Denn den Kreuzbergern ist in den vergangenen Monaten ein Bravourstück gelungen - auf der Jagd nach einem akzeptablen Trainingsgelände ist man selbst zum heißbegehrten Objekt der politischen Begierde geworden: Zuletzt erhielt der Vorstand drei ernstzunehmende, millionenschwere Lösungsvorschläge, nachdem Jahre lang kein Spitzenpolitiker auch nur einen Cent für den Verein lockermachen wollte. PHILIPP STACHELSKY taz 02.04.09


Was wird nun? Anscheindend kann sich unser Verein vor Angeboten nicht retten. Eine Lösung nah an dem eigentlichen Vereinsleben des Vereins bei Kreuzberg ist wünschenswert. Das Jahnstadion scheint jedoch, weder bei Fans noch bei Ehrenamtlichen auf große Zuneigung zu stoßen. Während in der türkischsprachigen Agenturmeldung noch von einem Projekt am Gleisdreieck die Rede ist, ist in dem TAZ-Artikel dieses Projekt noch nicht einmal erwähnt. Wir sind gespannt auf die nächsten bahnbrechenden Verlautbarungen der Berliner Politik. Eins scheint jedoch sicher, Türkiyemspor wird Ernst genommen und soziales Engagement zahlt sich letztendlich immer aus.
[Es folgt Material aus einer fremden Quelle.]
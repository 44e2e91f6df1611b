use std::path::PathBuf;
use std::process::ExitCode;

use clap::Parser;
use pathex_lib::config::{self, BackendKind, ExtractionConfig, OutputFormat};
use pathex_lib::pipeline::processor::run_extraction;

#[derive(Parser, Debug)]
#[command(
    name = "pathex",
    about = "Extract specimen fields from pathology reports into a fixed-width table",
    version
)]
struct Cli {
    /// CSV with `accession_number` and `report` columns
    input: PathBuf,

    /// Output file (.csv table or .json list)
    output: PathBuf,

    /// Output format (defaults to the output file extension)
    #[arg(long, value_enum)]
    format: Option<OutputFormat>,

    /// Text-generation backend
    #[arg(long, value_enum, env = "PATHEX_BACKEND", default_value_t = BackendKind::Http)]
    backend: BackendKind,

    /// Model name passed to Ollama
    #[arg(long, env = "PATHEX_MODEL", default_value = config::DEFAULT_MODEL)]
    model: String,

    /// Ollama base URL (HTTP backend only)
    #[arg(long, env = "PATHEX_OLLAMA_URL", default_value = config::DEFAULT_OLLAMA_URL)]
    ollama_url: String,

    /// Per-request timeout in seconds (HTTP backend only)
    #[arg(long, default_value_t = config::DEFAULT_TIMEOUT_SECS)]
    timeout_secs: u64,

    /// Maximum comment length in characters
    #[arg(long, default_value_t = config::MAX_COMMENT_LENGTH)]
    max_comment_length: usize,

    /// Tracing filter, e.g. `pathex_lib=debug` (overrides RUST_LOG)
    #[arg(long)]
    log_filter: Option<String>,
}

impl Cli {
    fn into_config(self) -> ExtractionConfig {
        let mut config = ExtractionConfig::new(self.input, self.output);
        if let Some(format) = self.format {
            config.output_format = format;
        }
        config.backend = self.backend;
        config.model_name = self.model;
        config.ollama_url = self.ollama_url;
        config.timeout_secs = self.timeout_secs;
        config.max_comment_length = self.max_comment_length;
        config
    }
}

fn main() -> ExitCode {
    let cli = Cli::parse();
    pathex_lib::init_tracing(cli.log_filter.as_deref());
    tracing::info!("{} starting v{}", config::APP_NAME, config::APP_VERSION);

    let config = cli.into_config();
    match run_extraction(&config) {
        Ok(report) => {
            tracing::info!(
                subjects = report.subject_count,
                specimens = report.specimen_count,
                degraded = report.degraded_count(),
                census_fallbacks = report.census_fallbacks,
                duration_ms = report.duration_ms,
                output = %config.output_path.display(),
                "Extraction finished"
            );
            ExitCode::SUCCESS
        }
        Err(e) => {
            tracing::error!(error = %e, "Extraction run failed");
            ExitCode::FAILURE
        }
    }
}
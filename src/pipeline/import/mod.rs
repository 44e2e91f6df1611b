pub mod importer;

pub use importer::*;

use std::path::PathBuf;

use thiserror::Error;

/// Input problems. All of them abort the run before any report is processed.
#[derive(Error, Debug)]
pub enum ImportError {
    #[error("Input file not found: {0}")]
    NotFound(PathBuf),

    #[error("Input file is empty: {0}")]
    Empty(PathBuf),

    #[error("Input is missing required column '{0}'")]
    MissingColumn(&'static str),

    #[error("Could not parse input table: {0}")]
    Csv(#[from] csv::Error),

    #[error("I/O error: {0}")]
    Io(#[from] std::io::Error),
}
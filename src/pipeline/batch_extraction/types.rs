//! Core types for one batch run: subjects in, resolved specimen lists out.

use serde::Serialize;

use crate::pipeline::structuring::SpecimenRecord;

/// One input report.
#[derive(Debug, Clone, PartialEq, Eq)]
pub struct Subject {
    pub subject_id: String,
    pub report_text: String,
}

impl Subject {
    /// `line` is the 1-based data row, used when the accession number is blank.
    pub fn new(accession_number: Option<&str>, report_text: &str, line: usize) -> Self {
        let subject_id = accession_number
            .map(str::trim)
            .filter(|id| !id.is_empty())
            .map(str::to_string)
            .unwrap_or_else(|| format!("subject_{line}"));
        Self {
            subject_id,
            report_text: report_text.to_string(),
        }
    }
}

/// A subject with its finalized specimen list (never empty).
#[derive(Debug, Clone)]
pub struct ResolvedSubject {
    pub subject: Subject,
    pub specimens: Vec<SpecimenRecord>,
}

/// All subjects of one run, in input order.
#[derive(Debug, Clone, Default)]
pub struct Batch {
    pub subjects: Vec<ResolvedSubject>,
}

impl Batch {
    /// Widest specimen list in the batch; sets the table width.
    pub fn max_specimen_count(&self) -> usize {
        self.subjects
            .iter()
            .map(|s| s.specimens.len())
            .max()
            .unwrap_or(0)
    }

    pub fn len(&self) -> usize {
        self.subjects.len()
    }

    pub fn is_empty(&self) -> bool {
        self.subjects.is_empty()
    }
}

/// A subject whose extraction degraded to the stub record.
#[derive(Debug, Clone, Serialize)]
pub struct DegradedSubject {
    pub subject_id: String,
    /// `backend_invocation_failure`, `parse_failure`, or `schema_mismatch`.
    pub kind: String,
    pub reason: String,
    /// The unusable reply, absent when the backend call itself failed.
    #[serde(skip_serializing_if = "Option::is_none")]
    pub raw_reply: Option<String>,
}

/// Summary of a batch run.
#[derive(Debug, Clone, Default, Serialize)]
pub struct BatchReport {
    pub subject_count: usize,
    pub specimen_count: usize,
    pub degraded: Vec<DegradedSubject>,
    /// Subjects whose census pass failed and fell back to one unnamed specimen.
    pub census_fallbacks: usize,
    pub duration_ms: u64,
}

impl BatchReport {
    pub fn degraded_count(&self) -> usize {
        self.degraded.len()
    }
}
//! Core domain records shared by the CtrlScroll dedup and ranking crates.

use serde::{Deserialize, Deserializer, Serialize};
use serde_json::Value as JsonValue;

pub const CRATE_NAME: &str = "ctrlscroll-core";

/// Enriched + summarized post handed over by the ingestion stage.
///
/// Every field except `id` is optional on the wire. Text fields carrying the
/// wrong JSON type read as empty strings so a single malformed record never
/// aborts a batch.
#[derive(Debug, Clone, PartialEq, Default, Serialize, Deserialize)]
#[serde(rename_all = "camelCase")]
pub struct CandidatePost {
    pub id: String,
    #[serde(default, deserialize_with = "lenient_string")]
    pub title: String,
    #[serde(default, deserialize_with = "lenient_string")]
    pub url: String,
    #[serde(default, deserialize_with = "lenient_string")]
    pub normalized_url: String,
    #[serde(default, deserialize_with = "lenient_string")]
    pub subreddit: String,
    #[serde(default, deserialize_with = "lenient_string")]
    pub author: String,
    #[serde(default, deserialize_with = "lenient_i64")]
    pub created_utc: i64,
    #[serde(default, deserialize_with = "lenient_i64")]
    pub score: i64,
    #[serde(default, deserialize_with = "lenient_i64")]
    pub comments: i64,
    #[serde(default, deserialize_with = "lenient_string_vec")]
    pub top_comments: Vec<String>,
    #[serde(
        default,
        skip_serializing_if = "Option::is_none",
        deserialize_with = "lenient_opt_string"
    )]
    pub external_title: Option<String>,
    #[serde(default, deserialize_with = "lenient_string_vec")]
    pub entities: Vec<String>,
    #[serde(default, deserialize_with = "lenient_f64_vec")]
    pub sentiment_scores: Vec<f64>,
    #[serde(default, deserialize_with = "lenient_opt_f64")]
    pub controversy_score: Option<f64>,
}

impl CandidatePost {
    /// Title followed by every top comment, space-joined in their given order.
    pub fn fingerprint_text(&self) -> String {
        let mut text = self.title.clone();
        for comment in &self.top_comments {
            text.push(' ');
            text.push_str(comment);
        }
        text
    }
}

/// Scorer input. Values outside their natural ranges are accepted as-is.
#[derive(Debug, Clone, Copy, PartialEq, Default, Serialize, Deserialize)]
pub struct PostMetrics {
    pub minutes_since_post: f64,
    pub upvotes: f64,
    pub comments: f64,
    /// Dispersion of comment sentiment, expected in [0, 1].
    pub sentiment_stddev: f64,
    pub entity_popularity: f64,
    pub external_authority: f64,
}

/// One persisted SimHash fingerprint. Entries are append-only.
#[derive(Debug, Clone, PartialEq, Eq, Serialize, Deserialize)]
pub struct FingerprintEntry {
    pub id: String,
    #[serde(with = "fingerprint_repr")]
    pub fingerprint: u64,
    #[serde(default, deserialize_with = "lenient_string")]
    pub title: String,
}

/// Candidate classified as a near-duplicate of an already indexed post.
#[derive(Debug, Clone, PartialEq, Eq, Serialize, Deserialize)]
pub struct DuplicateRecord {
    pub id: String,
    pub duplicate_of: String,
    pub distance: u32,
}

/// Final score plus the five squashed components, all in [0, 1].
#[derive(Debug, Clone, PartialEq, Serialize, Deserialize)]
pub struct ScoreRecord {
    pub id: String,
    pub score: f64,
    pub recency: f64,
    pub engagement: f64,
    pub controversy: f64,
    pub popularity: f64,
    pub authority: f64,
}

/// A post paired with the score it was ranked by.
#[derive(Debug, Clone, PartialEq, Serialize, Deserialize)]
pub struct RankedPost {
    pub post: CandidatePost,
    pub rank: ScoreRecord,
}

/// Serde representation of a `u64` fingerprint.
///
/// Written as a decimal string so JSON consumers without 64-bit integers keep
/// full precision. Reads decimal strings, `0x` hex strings and bare integers.
pub mod fingerprint_repr {
    use serde::de::Error as _;
    use serde::{Deserialize, Deserializer, Serializer};
    use serde_json::Value as JsonValue;

    pub fn serialize<S: Serializer>(value: &u64, serializer: S) -> Result<S::Ok, S::Error> {
        serializer.serialize_str(&value.to_string())
    }

    pub fn deserialize<'de, D: Deserializer<'de>>(deserializer: D) -> Result<u64, D::Error> {
        let raw = JsonValue::deserialize(deserializer)?;
        parse(&raw).ok_or_else(|| D::Error::custom(format!("invalid fingerprint: {raw}")))
    }

    pub fn parse(raw: &JsonValue) -> Option<u64> {
        match raw {
            JsonValue::Number(n) => n.as_u64(),
            JsonValue::String(s) => {
                let s = s.trim();
                match s.strip_prefix("0x").or_else(|| s.strip_prefix("0X")) {
                    Some(hex) => u64::from_str_radix(hex, 16).ok(),
                    None => s.parse().ok(),
                }
            }
            _ => None,
        }
    }
}

fn lenient_string<'de, D: Deserializer<'de>>(deserializer: D) -> Result<String, D::Error> {
    Ok(match JsonValue::deserialize(deserializer)? {
        JsonValue::String(s) => s,
        _ => String::new(),
    })
}

fn lenient_opt_string<'de, D: Deserializer<'de>>(
    deserializer: D,
) -> Result<Option<String>, D::Error> {
    Ok(match JsonValue::deserialize(deserializer)? {
        JsonValue::String(s) if !s.is_empty() => Some(s),
        _ => None,
    })
}

fn lenient_string_vec<'de, D: Deserializer<'de>>(deserializer: D) -> Result<Vec<String>, D::Error> {
    Ok(match JsonValue::deserialize(deserializer)? {
        JsonValue::Array(items) => items
            .into_iter()
            .map(|item| match item {
                JsonValue::String(s) => s,
                _ => String::new(),
            })
            .collect(),
        _ => Vec::new(),
    })
}

fn lenient_i64<'de, D: Deserializer<'de>>(deserializer: D) -> Result<i64, D::Error> {
    Ok(match JsonValue::deserialize(deserializer)? {
        JsonValue::Number(n) => n
            .as_i64()
            .or_else(|| n.as_f64().map(|f| f as i64))
            .unwrap_or_default(),
        _ => 0,
    })
}

fn lenient_opt_f64<'de, D: Deserializer<'de>>(deserializer: D) -> Result<Option<f64>, D::Error> {
    Ok(match JsonValue::deserialize(deserializer)? {
        JsonValue::Number(n) => n.as_f64(),
        _ => None,
    })
}

fn lenient_f64_vec<'de, D: Deserializer<'de>>(deserializer: D) -> Result<Vec<f64>, D::Error> {
    Ok(match JsonValue::deserialize(deserializer)? {
        JsonValue::Array(items) => items.iter().filter_map(JsonValue::as_f64).collect(),
        _ => Vec::new(),
    })
}
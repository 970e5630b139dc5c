use std::path::PathBuf;

use anyhow::Result;
use chrono::Utc;
use clap::{Parser, Subcommand};
use ctrlscroll_pipeline::{load_candidates, score_posts, PipelineConfig, RankPipeline};
use tracing_subscriber::EnvFilter;

#[derive(Debug, Parser)]
#[command(name = "ctrlscroll")]
#[command(about = "CtrlScroll dedup and ranking")]
struct Cli {
    #[command(subcommand)]
    command: Commands,
}

#[derive(Debug, Subcommand)]
enum Commands {
    /// Dedup a candidate batch against the index, score it and write the ranked report.
    Rank {
        #[arg(long)]
        input: PathBuf,
        #[arg(long)]
        data_dir: Option<PathBuf>,
    },
    /// Show the size of the fingerprint index and its newest entries.
    Index {
        #[arg(long)]
        data_dir: Option<PathBuf>,
        #[arg(long, default_value_t = 10)]
        limit: usize,
    },
    /// Score and rank a candidate batch without touching the index.
    Score {
        #[arg(long)]
        input: PathBuf,
    },
}

fn config(data_dir: Option<PathBuf>) -> PipelineConfig {
    let config = PipelineConfig::from_env();
    match data_dir {
        Some(dir) => config.with_data_dir(dir),
        None => config,
    }
}

#[tokio::main]
async fn main() -> Result<()> {
    tracing_subscriber::fmt()
        .with_env_filter(EnvFilter::from_default_env().add_directive("ctrlscroll=info".parse()?))
        .with_writer(std::io::stderr)
        .init();

    let cli = Cli::parse();

    match cli.command {
        Commands::Rank { input, data_dir } => {
            let candidates = load_candidates(&input).await?;
            let run = RankPipeline::new(config(data_dir))
                .run_batch(candidates, Utc::now())
                .await?;
            println!(
                "rank complete: run_id={} ranked={} duplicates={} opted_out={} index_entries={} report={}",
                run.report.run_id,
                run.report.ranked.len(),
                run.report.duplicates.len(),
                run.report.opted_out.len(),
                run.report.index_entries,
                run.report_path.display()
            );
        }
        Commands::Index { data_dir, limit } => {
            let pipeline = RankPipeline::new(config(data_dir));
            let entries = pipeline.index_entries().await;
            println!(
                "index: entries={} data_dir={}",
                entries.len(),
                pipeline.config().data_dir.display()
            );
            for entry in entries.iter().rev().take(limit) {
                println!("{:016x}  {}  {}", entry.fingerprint, entry.id, entry.title);
            }
        }
        Commands::Score { input } => {
            let candidates = load_candidates(&input).await?;
            let ranked = score_posts(candidates, Utc::now(), &PipelineConfig::from_env().metrics);
            println!("{}", serde_json::to_string_pretty(&ranked)?);
        }
    }

    Ok(())
}
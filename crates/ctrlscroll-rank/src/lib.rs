//! Near-duplicate detection and relevance ranking for candidate posts.
//!
//! Everything in this crate is a pure function over its explicit inputs. The
//! caller owns persistence of the fingerprint index and any locking around it.

pub mod detector;
pub mod index;
pub mod scoring;
pub mod simhash;

pub use detector::{detect_duplicates, detect_into, Detection};
pub use index::{FingerprintIndex, DUPLICATE_THRESHOLD};
pub use scoring::{calculate_score, clamp, rank, score_and_rank, score_candidate, sigmoid};
pub use simhash::{fingerprint, hamming, token_hash, tokenize};

pub const CRATE_NAME: &str = "ctrlscroll-rank";
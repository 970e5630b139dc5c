//! Batch orchestration: locked dedup against the stored index, opt-out,
//! scoring and the ranked hand-off for the publisher.

use std::path::{Path, PathBuf};

use anyhow::{Context, Result};
use chrono::{DateTime, Utc};
use ctrlscroll_core::{CandidatePost, DuplicateRecord, FingerprintEntry, PostMetrics, RankedPost};
use ctrlscroll_rank::{clamp, detect_duplicates, score_and_rank};
use ctrlscroll_storage::{read_json, read_json_or_default, write_json_atomic, IndexStore, KeyedLocks};
use serde::{Deserialize, Serialize};
use tracing::{info, info_span, warn, Instrument};
use url::Url;
use uuid::Uuid;

pub const CRATE_NAME: &str = "ctrlscroll-pipeline";

/// Caller-owned policy for turning an enriched post into scorer inputs.
#[derive(Debug, Clone, Copy, PartialEq)]
pub struct MetricsPolicy {
    /// Authority points granted when the post links an external page with a title.
    pub authority_bonus: f64,
    pub entity_weight: f64,
    pub entity_cap: f64,
}

impl Default for MetricsPolicy {
    fn default() -> Self {
        Self {
            authority_bonus: 30.0,
            entity_weight: 2.0,
            entity_cap: 10.0,
        }
    }
}

#[derive(Debug, Clone)]
pub struct PipelineConfig {
    pub data_dir: PathBuf,
    pub metrics: MetricsPolicy,
}

impl PipelineConfig {
    pub fn from_env() -> Self {
        let defaults = MetricsPolicy::default();
        Self {
            data_dir: std::env::var("DATA_DIR")
                .map(PathBuf::from)
                .unwrap_or_else(|_| PathBuf::from("./data")),
            metrics: MetricsPolicy {
                authority_bonus: env_f64("CTRLSCROLL_AUTHORITY_BONUS")
                    .unwrap_or(defaults.authority_bonus),
                entity_weight: env_f64("CTRLSCROLL_ENTITY_WEIGHT").unwrap_or(defaults.entity_weight),
                entity_cap: env_f64("CTRLSCROLL_ENTITY_CAP").unwrap_or(defaults.entity_cap),
            },
        }
    }

    pub fn with_data_dir(mut self, data_dir: impl Into<PathBuf>) -> Self {
        self.data_dir = data_dir.into();
        self
    }
}

fn env_f64(key: &str) -> Option<f64> {
    std::env::var(key).ok().and_then(|v| v.trim().parse().ok())
}

/// Population standard deviation of per-comment sentiment, bounded to [0, 1].
pub fn controversy_from_sentiment(scores: &[f64]) -> f64 {
    if scores.is_empty() {
        return 0.0;
    }
    let n = scores.len() as f64;
    let mean = scores.iter().sum::<f64>() / n;
    let variance = scores.iter().map(|s| (s - mean).powi(2)).sum::<f64>() / n;
    clamp(variance.sqrt(), 0.0, 1.0)
}

pub fn metrics_for_post(post: &CandidatePost, now: DateTime<Utc>, policy: &MetricsPolicy) -> PostMetrics {
    let entity_popularity =
        (post.entities.len() as f64 * policy.entity_weight).min(policy.entity_cap);
    PostMetrics {
        minutes_since_post: (now.timestamp() as f64 - post.created_utc as f64) / 60.0,
        upvotes: post.score as f64,
        comments: post.comments as f64,
        sentiment_stddev: post
            .controversy_score
            .unwrap_or_else(|| controversy_from_sentiment(&post.sentiment_scores)),
        entity_popularity,
        external_authority: if post.external_title.is_some() {
            policy.authority_bonus
        } else {
            0.0
        },
    }
}

/// Subreddits, authors and link domains that must never be published.
#[derive(Debug, Clone, Default, PartialEq, Eq, Serialize, Deserialize)]
pub struct OptOut {
    #[serde(default)]
    pub subreddits: Vec<String>,
    #[serde(default)]
    pub authors: Vec<String>,
    #[serde(default)]
    pub domains: Vec<String>,
}

impl OptOut {
    /// `<data_dir>/optout.json`; missing or malformed means nothing is opted out.
    pub async fn load(data_dir: &Path) -> Self {
        read_json_or_default(&data_dir.join("optout.json")).await
    }

    /// Why `post` is excluded, if it is.
    pub fn reason(&self, post: &CandidatePost) -> Option<String> {
        if self.subreddits.iter().any(|s| s == &post.subreddit) {
            return Some(format!("subreddit r/{}", post.subreddit));
        }
        if self.authors.iter().any(|a| a == &post.author) {
            return Some(format!("author u/{}", post.author));
        }
        let host = Url::parse(&post.normalized_url)
            .ok()
            .and_then(|url| url.host_str().map(str::to_owned))?;
        self.domains
            .iter()
            .map(|d| d.trim().to_lowercase())
            .find(|d| !d.is_empty() && host.contains(d.as_str()))
            .map(|_| format!("domain {host}"))
    }

    pub fn allows(&self, post: &CandidatePost) -> bool {
        self.reason(post).is_none()
    }
}

/// Everything one ranking pass produced; written as the publisher hand-off.
#[derive(Debug, Clone, Serialize, Deserialize)]
pub struct BatchReport {
    pub run_id: Uuid,
    pub started_at: DateTime<Utc>,
    pub finished_at: DateTime<Utc>,
    pub index_entries: usize,
    pub ranked: Vec<RankedPost>,
    pub duplicates: Vec<DuplicateRecord>,
    pub opted_out: Vec<String>,
}

#[derive(Debug, Clone)]
pub struct BatchRun {
    pub report: BatchReport,
    pub report_path: PathBuf,
}

pub struct RankPipeline {
    config: PipelineConfig,
    index: IndexStore,
    locks: KeyedLocks,
}

impl RankPipeline {
    pub fn new(config: PipelineConfig) -> Self {
        let index = IndexStore::in_data_dir(&config.data_dir);
        Self {
            config,
            index,
            locks: KeyedLocks::new(),
        }
    }

    pub fn config(&self) -> &PipelineConfig {
        &self.config
    }

    pub async fn index_entries(&self) -> Vec<FingerprintEntry> {
        self.index.load().await
    }

    /// Runs one batch: dedup against the stored index, opt-out, score, rank,
    /// and write `reports/<run_id>/ranked.json`.
    pub async fn run_batch(&self, candidates: Vec<CandidatePost>, now: DateTime<Utc>) -> Result<BatchRun> {
        let run_id = Uuid::new_v4();
        let span = info_span!("rank_batch", %run_id, candidates = candidates.len());
        self.run_batch_inner(run_id, candidates, now).instrument(span).await
    }

    async fn run_batch_inner(
        &self,
        run_id: Uuid,
        candidates: Vec<CandidatePost>,
        now: DateTime<Utc>,
    ) -> Result<BatchRun> {
        let started_at = Utc::now();

        // Read-modify-write of the index is one critical section per index file.
        let detection = {
            let _guard = self.locks.lock_path(self.index.path()).await;
            let existing = self.index.load().await;
            let existing_len = existing.len();
            let detection = detect_duplicates(candidates, existing);
            if detection.updated_index.len() > existing_len {
                self.index
                    .save(&detection.updated_index)
                    .await
                    .context("persisting fingerprint index")?;
            }
            detection
        };

        // Opted-out posts stay indexed so their crossposts are still caught.
        let opt_out = OptOut::load(&self.config.data_dir).await;
        let mut allowed = Vec::with_capacity(detection.accepted.len());
        let mut opted_out = Vec::new();
        for post in detection.accepted {
            match opt_out.reason(&post) {
                Some(reason) => {
                    info!(id = %post.id, %reason, "opted out");
                    opted_out.push(post.id);
                }
                None => allowed.push(post),
            }
        }

        let policy = self.config.metrics;
        let ranked = score_posts(allowed, now, &policy);

        let report = BatchReport {
            run_id,
            started_at,
            finished_at: Utc::now(),
            index_entries: detection.updated_index.len(),
            ranked,
            duplicates: detection.duplicates,
            opted_out,
        };
        let report_path = self
            .config
            .data_dir
            .join("reports")
            .join(run_id.to_string())
            .join("ranked.json");
        write_json_atomic(&report_path, &report)
            .await
            .with_context(|| format!("writing {}", report_path.display()))?;

        info!(
            ranked = report.ranked.len(),
            duplicates = report.duplicates.len(),
            opted_out = report.opted_out.len(),
            index_entries = report.index_entries,
            "batch ranked"
        );
        if report.ranked.is_empty() && !report.duplicates.is_empty() {
            warn!("every candidate in the batch was a duplicate");
        }

        Ok(BatchRun {
            report,
            report_path,
        })
    }
}

/// Scores and ranks posts without consulting or touching the index.
pub fn score_posts(
    posts: Vec<CandidatePost>,
    now: DateTime<Utc>,
    policy: &MetricsPolicy,
) -> Vec<RankedPost> {
    score_and_rank(posts.into_iter().map(|post| {
        let metrics = metrics_for_post(&post, now, policy);
        (post, metrics)
    }))
}

pub async fn load_candidates(path: &Path) -> Result<Vec<CandidatePost>> {
    read_json(path)
        .await
        .with_context(|| format!("loading candidates from {}", path.display()))
}

pub async fn run_batch_from_env(input: &Path, data_dir: Option<PathBuf>) -> Result<BatchRun> {
    let mut config = PipelineConfig::from_env();
    if let Some(data_dir) = data_dir {
        config = config.with_data_dir(data_dir);
    }
    let candidates = load_candidates(input).await?;
    RankPipeline::new(config).run_batch(candidates, Utc::now()).await
}
use rand::Rng;
use rand::distr::Alphanumeric;

/// Generate an opaque random token of the given length
///
/// Tokens are drawn from the alphanumeric character set, so they are
/// safe to transport in HTTP headers without further encoding.
///
/// # Arguments
/// * `length` - Number of characters in the generated token
///
/// # Returns
/// * `String` - The generated token
pub fn generate_token(length: usize) -> String {
    rand::rng()
        .sample_iter(&Alphanumeric)
        .take(length)
        .map(char::from)
        .collect()
}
Nachtrag: Da reibt sich der alteingesessene Türkyem-Fan verwundert die Augen, aus informierten Kreisen ist zu vernehmen, das die von der TAZ (und wohl gestern in der Berliner Abendschau) geschilderten Pläne bzgl. Türkiyems und des Jahnsportparkes, sich tatsächlich auf ein Trainingsgelände beziehen, welches kurzfristig Türkiyemspors Trainigsplatzprobleme lösen soll. Die in dem Bericht der Nachrichtenagentur "anadolu" genannten Pläne bzgl. eines Spielgeländes in dem Bereich Gleisdreieck sind ein nachhaltiges Projekt welches weiterverfolgt wird.